* EXERCISE OBJECTIVE
Return only the lines of the listing below that run from the line with "repository 9f0a4b5b10a00524" through the line with "assert_eq!(settings, SettingsDto::default());", both ends included, exactly as written.

===

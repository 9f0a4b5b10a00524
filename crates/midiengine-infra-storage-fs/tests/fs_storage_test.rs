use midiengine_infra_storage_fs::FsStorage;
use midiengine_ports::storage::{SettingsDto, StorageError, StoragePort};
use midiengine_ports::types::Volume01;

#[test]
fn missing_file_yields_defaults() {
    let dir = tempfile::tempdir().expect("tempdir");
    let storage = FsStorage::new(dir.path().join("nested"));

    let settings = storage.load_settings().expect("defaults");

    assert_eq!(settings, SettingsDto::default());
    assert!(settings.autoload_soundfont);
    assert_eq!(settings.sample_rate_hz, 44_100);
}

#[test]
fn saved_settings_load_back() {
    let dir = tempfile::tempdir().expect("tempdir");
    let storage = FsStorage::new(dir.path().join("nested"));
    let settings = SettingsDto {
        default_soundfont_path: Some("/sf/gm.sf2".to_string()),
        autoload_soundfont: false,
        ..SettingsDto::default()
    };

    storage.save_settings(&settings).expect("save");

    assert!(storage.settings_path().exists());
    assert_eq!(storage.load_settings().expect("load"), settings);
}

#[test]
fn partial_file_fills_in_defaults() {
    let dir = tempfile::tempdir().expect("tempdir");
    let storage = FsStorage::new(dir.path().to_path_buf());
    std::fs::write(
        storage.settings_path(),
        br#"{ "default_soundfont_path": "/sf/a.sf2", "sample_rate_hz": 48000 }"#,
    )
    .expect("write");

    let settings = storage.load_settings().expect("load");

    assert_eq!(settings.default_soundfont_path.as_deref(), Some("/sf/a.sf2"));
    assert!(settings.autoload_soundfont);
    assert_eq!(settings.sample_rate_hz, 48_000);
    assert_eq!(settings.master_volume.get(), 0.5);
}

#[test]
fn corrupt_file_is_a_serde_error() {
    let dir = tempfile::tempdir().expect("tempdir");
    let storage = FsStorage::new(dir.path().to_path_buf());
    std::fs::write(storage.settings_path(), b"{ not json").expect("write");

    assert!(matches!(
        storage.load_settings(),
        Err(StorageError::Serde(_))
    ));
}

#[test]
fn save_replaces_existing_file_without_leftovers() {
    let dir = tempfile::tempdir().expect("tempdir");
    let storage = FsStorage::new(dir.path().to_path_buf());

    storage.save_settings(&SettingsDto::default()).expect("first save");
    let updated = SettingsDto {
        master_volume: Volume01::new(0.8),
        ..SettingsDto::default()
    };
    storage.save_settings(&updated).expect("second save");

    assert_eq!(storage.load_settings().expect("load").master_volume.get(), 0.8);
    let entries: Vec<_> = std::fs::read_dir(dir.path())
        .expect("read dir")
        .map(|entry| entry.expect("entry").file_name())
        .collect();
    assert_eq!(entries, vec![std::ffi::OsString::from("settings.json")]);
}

===

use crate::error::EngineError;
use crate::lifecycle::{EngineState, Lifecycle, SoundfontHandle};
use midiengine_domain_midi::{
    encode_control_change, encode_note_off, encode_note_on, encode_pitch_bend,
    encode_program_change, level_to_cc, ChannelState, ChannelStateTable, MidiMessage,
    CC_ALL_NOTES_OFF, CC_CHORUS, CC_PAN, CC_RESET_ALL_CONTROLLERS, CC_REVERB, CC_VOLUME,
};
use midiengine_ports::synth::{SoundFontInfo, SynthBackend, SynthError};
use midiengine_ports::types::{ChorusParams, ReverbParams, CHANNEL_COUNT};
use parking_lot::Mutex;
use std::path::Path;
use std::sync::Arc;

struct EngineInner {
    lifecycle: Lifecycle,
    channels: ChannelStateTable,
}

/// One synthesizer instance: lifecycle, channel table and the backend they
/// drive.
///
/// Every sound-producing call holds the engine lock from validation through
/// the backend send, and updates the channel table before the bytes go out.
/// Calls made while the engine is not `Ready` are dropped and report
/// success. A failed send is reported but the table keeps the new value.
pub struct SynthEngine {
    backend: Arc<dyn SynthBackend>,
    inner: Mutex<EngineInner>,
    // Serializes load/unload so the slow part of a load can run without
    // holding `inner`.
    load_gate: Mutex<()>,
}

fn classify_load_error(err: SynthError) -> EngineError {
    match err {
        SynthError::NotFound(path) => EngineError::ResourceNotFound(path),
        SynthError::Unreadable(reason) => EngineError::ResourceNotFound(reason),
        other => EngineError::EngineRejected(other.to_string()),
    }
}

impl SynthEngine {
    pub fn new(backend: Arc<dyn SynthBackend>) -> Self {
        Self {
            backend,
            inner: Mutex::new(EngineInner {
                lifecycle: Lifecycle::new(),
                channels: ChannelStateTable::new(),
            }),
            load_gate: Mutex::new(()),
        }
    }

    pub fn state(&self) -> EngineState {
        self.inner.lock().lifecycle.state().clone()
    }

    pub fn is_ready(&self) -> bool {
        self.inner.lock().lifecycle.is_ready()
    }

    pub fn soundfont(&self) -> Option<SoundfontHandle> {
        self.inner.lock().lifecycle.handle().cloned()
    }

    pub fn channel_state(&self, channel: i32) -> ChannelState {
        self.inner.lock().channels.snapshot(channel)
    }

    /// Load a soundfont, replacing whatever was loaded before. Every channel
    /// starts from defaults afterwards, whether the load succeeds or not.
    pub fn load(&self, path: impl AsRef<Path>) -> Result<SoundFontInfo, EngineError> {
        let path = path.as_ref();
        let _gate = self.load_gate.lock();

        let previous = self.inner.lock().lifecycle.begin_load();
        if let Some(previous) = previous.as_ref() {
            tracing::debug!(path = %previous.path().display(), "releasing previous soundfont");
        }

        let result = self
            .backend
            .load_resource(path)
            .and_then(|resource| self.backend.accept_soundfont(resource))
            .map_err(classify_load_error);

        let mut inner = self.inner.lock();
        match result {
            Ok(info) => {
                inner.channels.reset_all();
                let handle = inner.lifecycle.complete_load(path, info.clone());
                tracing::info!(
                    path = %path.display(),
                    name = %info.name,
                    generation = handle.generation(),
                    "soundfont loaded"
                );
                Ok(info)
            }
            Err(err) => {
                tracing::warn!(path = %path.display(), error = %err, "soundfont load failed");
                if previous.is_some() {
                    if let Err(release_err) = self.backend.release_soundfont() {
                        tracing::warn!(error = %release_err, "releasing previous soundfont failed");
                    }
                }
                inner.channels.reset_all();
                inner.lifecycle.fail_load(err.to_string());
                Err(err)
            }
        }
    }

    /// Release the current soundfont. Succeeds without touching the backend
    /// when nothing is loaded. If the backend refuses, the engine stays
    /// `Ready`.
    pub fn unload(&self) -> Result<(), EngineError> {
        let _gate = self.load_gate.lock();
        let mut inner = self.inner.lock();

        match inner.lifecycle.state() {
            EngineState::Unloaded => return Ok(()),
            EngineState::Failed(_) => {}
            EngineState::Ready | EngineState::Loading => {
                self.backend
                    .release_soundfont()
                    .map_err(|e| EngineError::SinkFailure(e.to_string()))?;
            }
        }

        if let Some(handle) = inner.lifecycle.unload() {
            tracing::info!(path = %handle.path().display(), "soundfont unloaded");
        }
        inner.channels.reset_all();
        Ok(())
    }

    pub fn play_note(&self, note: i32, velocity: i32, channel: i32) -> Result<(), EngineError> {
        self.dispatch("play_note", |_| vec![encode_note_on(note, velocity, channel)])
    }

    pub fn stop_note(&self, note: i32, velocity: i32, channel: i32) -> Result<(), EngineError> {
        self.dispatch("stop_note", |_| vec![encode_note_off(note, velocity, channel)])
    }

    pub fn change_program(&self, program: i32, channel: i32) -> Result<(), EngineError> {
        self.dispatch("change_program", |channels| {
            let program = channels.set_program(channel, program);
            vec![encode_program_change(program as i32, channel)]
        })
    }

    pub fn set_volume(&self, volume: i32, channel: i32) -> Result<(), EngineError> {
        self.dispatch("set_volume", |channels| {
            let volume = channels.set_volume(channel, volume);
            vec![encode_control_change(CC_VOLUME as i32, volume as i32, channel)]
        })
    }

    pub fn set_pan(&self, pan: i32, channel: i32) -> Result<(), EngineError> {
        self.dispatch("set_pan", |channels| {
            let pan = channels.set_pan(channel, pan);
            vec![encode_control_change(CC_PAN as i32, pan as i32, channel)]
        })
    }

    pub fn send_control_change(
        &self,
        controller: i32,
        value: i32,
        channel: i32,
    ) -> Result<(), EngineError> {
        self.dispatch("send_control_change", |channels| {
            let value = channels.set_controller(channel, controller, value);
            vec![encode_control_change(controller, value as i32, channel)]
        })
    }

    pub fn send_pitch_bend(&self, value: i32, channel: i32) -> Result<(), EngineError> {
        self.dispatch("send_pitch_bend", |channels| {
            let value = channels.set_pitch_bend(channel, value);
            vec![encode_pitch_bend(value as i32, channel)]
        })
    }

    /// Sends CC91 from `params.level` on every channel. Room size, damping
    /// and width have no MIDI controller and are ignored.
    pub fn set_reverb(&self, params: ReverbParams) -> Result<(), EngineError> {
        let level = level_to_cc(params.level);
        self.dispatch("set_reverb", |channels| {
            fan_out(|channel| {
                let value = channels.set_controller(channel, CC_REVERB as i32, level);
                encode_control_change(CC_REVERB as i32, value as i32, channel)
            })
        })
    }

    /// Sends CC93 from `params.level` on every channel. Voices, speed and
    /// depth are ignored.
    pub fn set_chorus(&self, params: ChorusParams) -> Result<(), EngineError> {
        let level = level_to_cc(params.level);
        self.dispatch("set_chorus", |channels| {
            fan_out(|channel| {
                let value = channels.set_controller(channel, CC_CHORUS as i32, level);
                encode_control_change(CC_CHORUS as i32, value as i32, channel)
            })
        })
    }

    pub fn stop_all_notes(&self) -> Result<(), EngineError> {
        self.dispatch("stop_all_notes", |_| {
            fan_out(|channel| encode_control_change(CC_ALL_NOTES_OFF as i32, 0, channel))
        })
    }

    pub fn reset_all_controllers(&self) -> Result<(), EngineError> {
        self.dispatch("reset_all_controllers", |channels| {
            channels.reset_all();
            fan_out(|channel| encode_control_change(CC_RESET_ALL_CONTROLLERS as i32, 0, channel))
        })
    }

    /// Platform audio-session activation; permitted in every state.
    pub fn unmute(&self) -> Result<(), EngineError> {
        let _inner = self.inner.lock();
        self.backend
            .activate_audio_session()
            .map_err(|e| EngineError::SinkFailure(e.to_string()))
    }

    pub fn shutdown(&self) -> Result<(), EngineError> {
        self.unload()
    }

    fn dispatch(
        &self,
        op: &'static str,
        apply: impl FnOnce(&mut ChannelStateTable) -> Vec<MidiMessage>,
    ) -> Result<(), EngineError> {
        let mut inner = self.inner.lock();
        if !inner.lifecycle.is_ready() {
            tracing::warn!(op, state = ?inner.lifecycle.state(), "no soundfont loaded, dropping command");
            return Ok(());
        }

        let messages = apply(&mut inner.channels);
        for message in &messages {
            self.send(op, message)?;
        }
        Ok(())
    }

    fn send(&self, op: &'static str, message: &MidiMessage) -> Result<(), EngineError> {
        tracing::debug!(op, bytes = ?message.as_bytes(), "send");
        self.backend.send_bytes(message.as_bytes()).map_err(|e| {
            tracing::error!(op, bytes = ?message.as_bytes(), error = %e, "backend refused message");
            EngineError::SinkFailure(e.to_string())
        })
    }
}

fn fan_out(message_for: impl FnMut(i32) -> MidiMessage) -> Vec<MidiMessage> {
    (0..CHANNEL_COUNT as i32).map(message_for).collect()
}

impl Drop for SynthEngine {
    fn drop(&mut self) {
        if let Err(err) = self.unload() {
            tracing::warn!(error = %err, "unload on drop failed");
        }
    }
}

===

* FINISHED EXERCISE
repository 9f0a4b5b10a00524
filename crates/midiengine-infra-storage-fs/tests/fs_storage_test.rs
use midiengine_infra_storage_fs::FsStorage;
use midiengine_ports::storage::{SettingsDto, StorageError, StoragePort};
use midiengine_ports::types::Volume01;

#[test]
fn missing_file_yields_defaults() {
    let dir = tempfile::tempdir().expect("tempdir");
    let storage = FsStorage::new(dir.path().join("nested"));

    let settings = storage.load_settings().expect("defaults");

    assert_eq!(settings, SettingsDto::default());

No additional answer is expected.